Meridia was approved against the majority opinion of FDA's outside advisers, who highlighted the potential for heart problems. The drug later won approval in Europe, though regulators there called on Abbott to study the drug's effect on pre-existing heart conditions.
The research involved about 10,700 overweight or obese people 55 or older who had heart disease, diabetes or both and were treated for about 3 1/2 years. According to results issued late last year, patients taking Meridia had a slightly higher risk of heart attack, stroke or other fatal heart problems than those taking placebo.
European regulators withdrew the drug from the market on the results, while the FDA bolstered the drug's warning label, underscoring the risks to patients with heart problems. In the U.S. the drug is contraindicated for patients with a history of heart disease, though prescribers do not always follow such guidelines.

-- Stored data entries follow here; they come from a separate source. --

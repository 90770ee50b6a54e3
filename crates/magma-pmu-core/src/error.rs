//! # MAGMA PMU Error Handling
//!
//! Error types shared by the PMU power-management crates.
//!
//! Error handling here follows the same rules as the rest of the driver:
//! - Errors are typed and categorized
//! - No panics in production code paths
//! - Errors are `no_std` compatible
//!
//! Degenerate telemetry (zero voltage, zero frequency, readings below
//! leakage) is deliberately NOT an error: the power model defines those
//! cases as zero workload and keeps running.

use core::fmt;

// =============================================================================
// RESULT TYPE
// =============================================================================

/// MAGMA PMU Result type alias
pub type Result<T> = core::result::Result<T, Error>;

// =============================================================================
// ERROR ENUM
// =============================================================================

/// Unified error type for the PMU power stack
///
/// Covers call-contract violations, internal-state corruption, missing
/// capabilities, hard numeric failures, and collaborator lookup failures.
#[derive(Debug, Clone, Copy, PartialEq, Eq)]
#[non_exhaustive]
pub enum Error {
    // =========================================================================
    // Call Contract Errors
    // =========================================================================
    /// Required input missing or malformed
    InvalidArgument,
    /// Board-object index outside the registry bounds
    IndexOutOfRange(RegistryKind),

    // =========================================================================
    // Internal State Errors
    // =========================================================================
    /// Internal invariant violated; logged at the detection site
    InvalidState(StateError),

    // =========================================================================
    // Capability Errors
    // =========================================================================
    /// Named optional capability is absent on this board
    NotSupported,

    // =========================================================================
    // Numeric Errors
    // =========================================================================
    /// Fixed-point narrowing overflowed on a must-not-truncate path
    ArithmeticOverflow,

    // =========================================================================
    // Collaborator Errors
    // =========================================================================
    /// Frequency/voltage conversion failed in the VF curve service
    VfLookupFailed,
    /// Clock-domain propagation failed in the topology service
    PropagationFailed,
}

impl fmt::Display for Error {
    fn fmt(&self, f: &mut fmt::Formatter<'_>) -> fmt::Result {
        match self {
            Self::InvalidArgument => write!(f, "invalid argument"),
            Self::IndexOutOfRange(kind) => write!(f, "index out of range: {:?}", kind),
            Self::InvalidState(e) => write!(f, "invalid state: {:?}", e),
            Self::NotSupported => write!(f, "operation not supported"),
            Self::ArithmeticOverflow => write!(f, "arithmetic overflow"),
            Self::VfLookupFailed => write!(f, "VF curve lookup failed"),
            Self::PropagationFailed => write!(f, "clock propagation failed"),
        }
    }
}

// =============================================================================
// SUB-ERROR TYPES
// =============================================================================

/// Registries addressable by board-object index
#[derive(Debug, Clone, Copy, PartialEq, Eq)]
pub enum RegistryKind {
    /// Clock-domain registry
    ClkDomain,
    /// Voltage-rail registry
    VoltRail,
    /// Power-channel registry
    PwrChannel,
    /// Rail slot inside a policy
    RailSlot,
    /// Discrete frequency point on a VF curve
    VfPoint,
    /// Tuple index in a solver search space
    Tuple,
}

/// Internal invariant violations
#[derive(Debug, Clone, Copy, PartialEq, Eq)]
pub enum StateError {
    /// Regime frequencies not monotonic across a boundary
    RegimeMonotonicity,
    /// Regime graph walk could not reach the terminal regime
    RegimeWalkStuck,
    /// Per-rail metric buffers no longer congruent in length
    MetricsMismatch,
    /// Search space built with zero tuples
    EmptySearchSpace,
}

// =============================================================================
// ERROR CONVERSION
// =============================================================================

impl From<StateError> for Error {
    fn from(e: StateError) -> Self {
        Error::InvalidState(e)
    }
}

// =============================================================================
// TESTS
// =============================================================================

#[cfg(test)]
mod tests {
    use super::*;
    use std::format;

    #[test]
    fn test_error_display() {
        assert_eq!(format!("{}", Error::InvalidArgument), "invalid argument");
        assert_eq!(format!("{}", Error::ArithmeticOverflow), "arithmetic overflow");
        assert_eq!(
            format!("{}", Error::IndexOutOfRange(RegistryKind::VoltRail)),
            "index out of range: VoltRail"
        );
    }

    #[test]
    fn test_from_state_error() {
        let e: Error = StateError::RegimeMonotonicity.into();
        assert_eq!(e, Error::InvalidState(StateError::RegimeMonotonicity));
    }

    #[test]
    fn test_error_is_copy() {
        let e = Error::NotSupported;
        let f = e;
        assert_eq!(e, f);
    }
}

A large portion of the FDA's analysis issued Monday analyzes data from the 10,000-patient study. Since trial enrollees already had a history of heart disease, several scientists said it was difficult to parse out which heart problems were caused by the drug.
But another FDA reviewer points out that deaths continue to be reported with the drug in young patients with no history of heart problems.
"Young people without known risk factors, aside from obesity, have died shortly after initiating sibutramine therapy," states the review from the FDA's office of surveillance, which monitors adverse events reported with drugs.
Abbott spokesman Scott Davies said Monday that the average age of U.S. Meridia users is 44, so any adverse events reported with the drug would be among relatively young patients. Davies said the North Chicago-based company will use Wednesday's meeting to suggest "risk management measures to ensure that the drug is used in the appropriate patient population."
Meridia use in the U.S. has been steadily declining in recent years, according to prescription data firm IMS Health. About 283,000 prescriptions for it were filled last year, just more than half the number of prescriptions in 2005.
Abbott doesn't actively promote Meridia in the U.S., according to Davies. The company expects global sales this year to be less than $100 million, including less than $30 million in the U.S., he said.
With U.S. obesity rates nearing 35 percent of the adult population, doctors and patients say new pharmaceutical treatments are needed.
But weight loss drugs have long been plagued by negative side effects -- particularly heart problems. In the same year Meridia was approved, Wyeth's diet drug combination, fen-phen, was pulled off the market because of links to heart-valve damage and lung problems.
The FDA is reviewing a new generation of diet pills. On Thursday, the same FDA panel will review a new weight loss pill from Arena Pharmaceuticals. Studies of the drug, lorcaserin, have been free of the heart problems seen with older drugs.